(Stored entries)
—————
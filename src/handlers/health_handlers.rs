//! Health & readiness handlers.
//!
//! - GET /healthz  -> simple liveness ("ok")
//! - GET /readyz   -> readiness that checks DB connectivity and disk I/O

use crate::services::AppContext;
use axum::{Json, extract::State, http::StatusCode, response::IntoResponse};
use serde::Serialize;
use std::collections::HashMap;
use tokio::fs;
use uuid::Uuid;

/// `GET /healthz`
///
/// Very small liveness probe — always returns 200 OK with a plain JSON body.
/// This endpoint should be cheap and never perform I/O.
pub async fn healthz() -> impl IntoResponse {
    (
        StatusCode::OK,
        Json(HealthResponse {
            status: "ok".into(),
        }),
    )
}

/// `GET /readyz`
///
/// Readiness probe that:
/// 1. Counts rows in `scheduled_deliveries`, which exercises both SQLite
///    connectivity and the migrated schema.
/// 2. Performs a best-effort write/read/delete against the file store's
///    `base_path`.
///
/// Returns JSON describing each check. HTTP 200 when all checks pass,
/// HTTP 503 when any check fails.
pub async fn readyz(State(ctx): State<AppContext>) -> impl IntoResponse {
    // 1) SQLite + schema check
    let sqlite_check = match sqlx::query_scalar::<_, i64>("SELECT COUNT(*) FROM scheduled_deliveries")
        .fetch_one(&*ctx.store.db)
        .await
    {
        Ok(_) => (true, None::<String>),
        Err(e) => (false, Some(format!("error: {}", e))),
    };

    // 2) Disk write/read/delete check (use a temp file under base_path)
    let tmp_path = ctx
        .objects
        .base_path
        .join(format!(".readyz-{}", Uuid::new_v4()));
    let disk_check = match fs::write(&tmp_path, b"readyz").await {
        Ok(_) => match fs::read(&tmp_path).await {
            Ok(bytes) => {
                if bytes == b"readyz" {
                    // try to remove the temp file; ignore removal error but report if it happens
                    match fs::remove_file(&tmp_path).await {
                        Ok(_) => (true, None::<String>),
                        Err(e) => (true, Some(format!("could not remove tmp file: {}", e))),
                    }
                } else {
                    let _ = fs::remove_file(&tmp_path).await; // best-effort cleanup
                    (false, Some("file content mismatch".to_string()))
                }
            }
            Err(e) => {
                let _ = fs::remove_file(&tmp_path).await; // best-effort cleanup
                (false, Some(format!("could not read tmp file: {}", e)))
            }
        },
        Err(e) => (false, Some(format!("could not write tmp file: {}", e))),
    };

    let sqlite_ok = sqlite_check.0;
    let disk_ok = disk_check.0;
    let overall_ok = sqlite_ok && disk_ok;

    let mut checks = HashMap::new();
    checks.insert(
        "sqlite",
        CheckStatus {
            ok: sqlite_ok,
            error: sqlite_check.1,
        },
    );
    checks.insert(
        "disk",
        CheckStatus {
            ok: disk_ok,
            error: disk_check.1,
        },
    );

    let body = ReadyResponse {
        status: if overall_ok {
            "ok".into()
        } else {
            "error".into()
        },
        checks,
    };

    let status = if overall_ok {
        StatusCode::OK
    } else {
        StatusCode::SERVICE_UNAVAILABLE
    };
    (status, Json(body))
}

#[derive(Serialize)]
struct HealthResponse {
    status: String,
}

#[derive(Serialize)]
struct ReadyResponse {
    status: String,
    checks: HashMap<&'static str, CheckStatus>,
}

#[derive(Serialize)]
struct CheckStatus {
    ok: bool,
    error: Option<String>,
}
//! src/services/mail.rs
//!
//! Outbound email. `MailTransport` is the seam the dispatcher calls through,
//! so tests can substitute a recording double; `SmtpMailer` is the real
//! implementation speaking STARTTLS SMTP via lettre.

use crate::config::SmtpConfig;
use async_trait::async_trait;
use lettre::{
    AsyncSmtpTransport, AsyncTransport, Message, Tokio1Executor,
    message::{Mailbox, header::ContentType},
    transport::smtp::authentication::Credentials,
};
use thiserror::Error;
use tracing::info;

/// Rejection reasons for a send attempt. `InvalidRecipient` and
/// `MissingCredentials` are detected before any network I/O.
#[derive(Debug, Error)]
pub enum MailError {
    #[error("invalid recipient address `{0}`")]
    InvalidRecipient(String),
    #[error("mail transport credentials are not configured")]
    MissingCredentials,
    #[error("smtp send failed: {0}")]
    Transport(String),
}

/// send(to, subject, html) -> delivered | rejected(reason).
#[async_trait]
pub trait MailTransport: Send + Sync {
    async fn send(&self, to: &str, subject: &str, html: &str) -> Result<(), MailError>;
}

/// Cheap shape check used when accepting a recipient address from the
/// owner. The transport re-validates with a full mailbox parse at send
/// time, so this only needs to catch obvious junk early.
pub fn looks_like_email(addr: &str) -> bool {
    match addr.split_once('@') {
        Some((local, domain)) => {
            !local.is_empty()
                && domain.contains('.')
                && !domain.starts_with('.')
                && !domain.ends_with('.')
        }
        None => false,
    }
}

/// SMTP mailer over a STARTTLS relay.
pub struct SmtpMailer {
    config: SmtpConfig,
}

impl SmtpMailer {
    pub fn new(config: SmtpConfig) -> Self {
        Self { config }
    }
}

#[async_trait]
impl MailTransport for SmtpMailer {
    async fn send(&self, to: &str, subject: &str, html: &str) -> Result<(), MailError> {
        if self.config.host.is_empty()
            || self.config.from.is_empty()
            || self.config.username.is_empty()
        {
            return Err(MailError::MissingCredentials);
        }

        let from_mailbox: Mailbox = self
            .config
            .from
            .parse()
            .map_err(|_| MailError::MissingCredentials)?;
        let to_mailbox: Mailbox = to
            .parse()
            .map_err(|_| MailError::InvalidRecipient(to.to_string()))?;

        let email = Message::builder()
            .from(from_mailbox)
            .to(to_mailbox)
            .subject(subject)
            .header(ContentType::TEXT_HTML)
            .body(html.to_string())
            .map_err(|e| MailError::Transport(format!("build message: {e}")))?;

        let creds = Credentials::new(
            self.config.username.clone(),
            self.config.password.clone(),
        );

        let mailer = AsyncSmtpTransport::<Tokio1Executor>::starttls_relay(&self.config.host)
            .map_err(|e| MailError::Transport(format!("smtp relay: {e}")))?
            .port(self.config.port)
            .credentials(creds)
            .build();

        mailer
            .send(email)
            .await
            .map_err(|e| MailError::Transport(e.to_string()))?;

        info!("email sent to {to}");
        Ok(())
    }
}

#[cfg(test)]
mod tests {
    use super::*;

    #[test]
    fn email_shape_check() {
        assert!(looks_like_email("a@b.com"));
        assert!(looks_like_email("first.last@mail.example.org"));
        assert!(!looks_like_email("not-an-email"));
        assert!(!looks_like_email("@b.com"));
        assert!(!looks_like_email("a@nodot"));
        assert!(!looks_like_email("a@.com"));
    }

    #[tokio::test]
    async fn empty_config_is_rejected_before_any_io() {
        let mailer = SmtpMailer::new(SmtpConfig::default());
        let err = mailer.send("a@example.com", "s", "b").await.unwrap_err();
        assert!(matches!(err, MailError::MissingCredentials));
    }

    #[tokio::test]
    async fn malformed_recipient_is_classified_without_io() {
        let mailer = SmtpMailer::new(SmtpConfig {
            host: "smtp.example.com".into(),
            port: 587,
            username: "user".into(),
            password: "pass".into(),
            from: "Send Later <noreply@example.com>".into(),
        });
        // Recipient parse happens before the relay is contacted, so this
        // fails fast even though smtp.example.com is unreachable.
        let err = mailer.send("not-an-email", "s", "b").await.unwrap_err();
        assert!(matches!(err, MailError::InvalidRecipient(_)));
    }
}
—————
__About this task__. Copy every record shown above, exactly and completely.

__Output for this exercise__.
filename src/handlers/health_handlers.rs
//! Health & readiness handlers.
//!
//! - GET /healthz  -> simple liveness ("ok")
//! - GET /readyz   -> readiness that checks DB connectivity and disk I/O

use crate::services::AppContext;
use axum::{Json, extract::State, http::StatusCode, response::IntoResponse};
use serde::Serialize;
use std::collections::HashMap;
use tokio::fs;
use uuid::Uuid;

/// `GET /healthz`
///
/// Very small liveness probe — always returns 200 OK with a plain JSON body.
/// This endpoint should be cheap and never perform I/O.
pub async fn healthz() -> impl IntoResponse {
    (
        StatusCode::OK,
        Json(HealthResponse {
            status: "ok".into(),
        }),
    )
}

/// `GET /readyz`
///
/// Readiness probe that:
/// 1. Counts rows in `scheduled_deliveries`, which exercises both SQLite
///    connectivity and the migrated schema.
/// 2. Performs a best-effort write/read/delete against the file store's
///    `base_path`.
///
/// Returns JSON describing each check. HTTP 200 when all checks pass,
/// HTTP 503 when any check fails.
pub async fn readyz(State(ctx): State<AppContext>) -> impl IntoResponse {
    // 1) SQLite + schema check
    let sqlite_check = match sqlx::query_scalar::<_, i64>("SELECT COUNT(*) FROM scheduled_deliveries")
        .fetch_one(&*ctx.store.db)
        .await
    {
        Ok(_) => (true, None::<String>),
        Err(e) => (false, Some(format!("error: {}", e))),
    };

    // 2) Disk write/read/delete check (use a temp file under base_path)
    let tmp_path = ctx
        .objects
        .base_path
        .join(format!(".readyz-{}", Uuid::new_v4()));
    let disk_check = match fs::write(&tmp_path, b"readyz").await {
        Ok(_) => match fs::read(&tmp_path).await {
            Ok(bytes) => {
                if bytes == b"readyz" {
                    // try to remove the temp file; ignore removal error but report if it happens
                    match fs::remove_file(&tmp_path).await {
                        Ok(_) => (true, None::<String>),
                        Err(e) => (true, Some(format!("could not remove tmp file: {}", e))),
                    }
                } else {
                    let _ = fs::remove_file(&tmp_path).await; // best-effort cleanup
                    (false, Some("file content mismatch".to_string()))
                }
            }
            Err(e) => {
                let _ = fs::remove_file(&tmp_path).await; // best-effort cleanup
                (false, Some(format!("could not read tmp file: {}", e)))
            }
        },
        Err(e) => (false, Some(format!("could not write tmp file: {}", e))),
    };

    let sqlite_ok = sqlite_check.0;
    let disk_ok = disk_check.0;
    let overall_ok = sqlite_ok && disk_ok;

    let mut checks = HashMap::new();
    checks.insert(
        "sqlite",
        CheckStatus {
            ok: sqlite_ok,
            error: sqlite_check.1,
        },
    );
    checks.insert(
        "disk",
        CheckStatus {
            ok: disk_ok,
            error: disk_check.1,
        },
    );

    let body = ReadyResponse {
        status: if overall_ok {
            "ok".into()
        } else {
            "error".into()
        },
        checks,
    };

    let status = if overall_ok {
        StatusCode::OK
    } else {
        StatusCode::SERVICE_UNAVAILABLE
    };
    (status, Json(body))
}

#[derive(Serialize)]
struct HealthResponse {
    status: String,
}

#[derive(Serialize)]
struct ReadyResponse {
    status: String,
    checks: HashMap<&'static str, CheckStatus>,
}

#[derive(Serialize)]
struct CheckStatus {
    ok: bool,
    error: Option<String>,
}
//! src/services/mail.rs
//!
//! Outbound email. `MailTransport` is the seam the dispatcher calls through,
//! so tests can substitute a recording double; `SmtpMailer` is the real
//! implementation speaking STARTTLS SMTP via lettre.

use crate::config::SmtpConfig;
use async_trait::async_trait;
use lettre::{
    AsyncSmtpTransport, AsyncTransport, Message, Tokio1Executor,
    message::{Mailbox, header::ContentType},
    transport::smtp::authentication::Credentials,
};
use thiserror::Error;
use tracing::info;

/// Rejection reasons for a send attempt. `InvalidRecipient` and
/// `MissingCredentials` are detected before any network I/O.
#[derive(Debug, Error)]
pub enum MailError {
    #[error("invalid recipient address `{0}`")]
    InvalidRecipient(String),
    #[error("mail transport credentials are not configured")]
    MissingCredentials,
    #[error("smtp send failed: {0}")]
    Transport(String),
}

/// send(to, subject, html) -> delivered | rejected(reason).
#[async_trait]
pub trait MailTransport: Send + Sync {
    async fn send(&self, to: &str, subject: &str, html: &str) -> Result<(), MailError>;
}

/// Cheap shape check used when accepting a recipient address from the
/// owner. The transport re-validates with a full mailbox parse at send
/// time, so this only needs to catch obvious junk early.
pub fn looks_like_email(addr: &str) -> bool {
    match addr.split_once('@') {
        Some((local, domain)) => {
            !local.is_empty()
                && domain.contains('.')
                && !domain.starts_with('.')
                && !domain.ends_with('.')
        }
        None => false,
    }
}

/// SMTP mailer over a STARTTLS relay.
pub struct SmtpMailer {
    config: SmtpConfig,
}

impl SmtpMailer {
    pub fn new(config: SmtpConfig) -> Self {
        Self { config }
    }
}

#[async_trait]
impl MailTransport for SmtpMailer {
    async fn send(&self, to: &str, subject: &str, html: &str) -> Result<(), MailError> {
        if self.config.host.is_empty()
            || self.config.from.is_empty()
            || self.config.username.is_empty()
        {
            return Err(MailError::MissingCredentials);
        }

        let from_mailbox: Mailbox = self
            .config
            .from
            .parse()
            .map_err(|_| MailError::MissingCredentials)?;
        let to_mailbox: Mailbox = to
            .parse()
            .map_err(|_| MailError::InvalidRecipient(to.to_string()))?;

        let email = Message::builder()
            .from(from_mailbox)
            .to(to_mailbox)
            .subject(subject)
            .header(ContentType::TEXT_HTML)
            .body(html.to_string())
            .map_err(|e| MailError::Transport(format!("build message: {e}")))?;

        let creds = Credentials::new(
            self.config.username.clone(),
            self.config.password.clone(),
        );

        let mailer = AsyncSmtpTransport::<Tokio1Executor>::starttls_relay(&self.config.host)
            .map_err(|e| MailError::Transport(format!("smtp relay: {e}")))?
            .port(self.config.port)
            .credentials(creds)
            .build();

        mailer
            .send(email)
            .await
            .map_err(|e| MailError::Transport(e.to_string()))?;

        info!("email sent to {to}");
        Ok(())
    }
}

#[cfg(test)]
mod tests {
    use super::*;

    #[test]
    fn email_shape_check() {
        assert!(looks_like_email("a@b.com"));
        assert!(looks_like_email("first.last@mail.example.org"));
        assert!(!looks_like_email("not-an-email"));
        assert!(!looks_like_email("@b.com"));
        assert!(!looks_like_email("a@nodot"));
        assert!(!looks_like_email("a@.com"));
    }

    #[tokio::test]
    async fn empty_config_is_rejected_before_any_io() {
        let mailer = SmtpMailer::new(SmtpConfig::default());
        let err = mailer.send("a@example.com", "s", "b").await.unwrap_err();
        assert!(matches!(err, MailError::MissingCredentials));
    }

    #[tokio::test]
    async fn malformed_recipient_is_classified_without_io() {
        let mailer = SmtpMailer::new(SmtpConfig {
            host: "smtp.example.com".into(),
            port: 587,
            username: "user".into(),
            password: "pass".into(),
            from: "Send Later <noreply@example.com>".into(),
        });
        // Recipient parse happens before the relay is contacted, so this
        // fails fast even though smtp.example.com is unreachable.
        let err = mailer.send("not-an-email", "s", "b").await.unwrap_err();
        assert!(matches!(err, MailError::InvalidRecipient(_)));
    }
}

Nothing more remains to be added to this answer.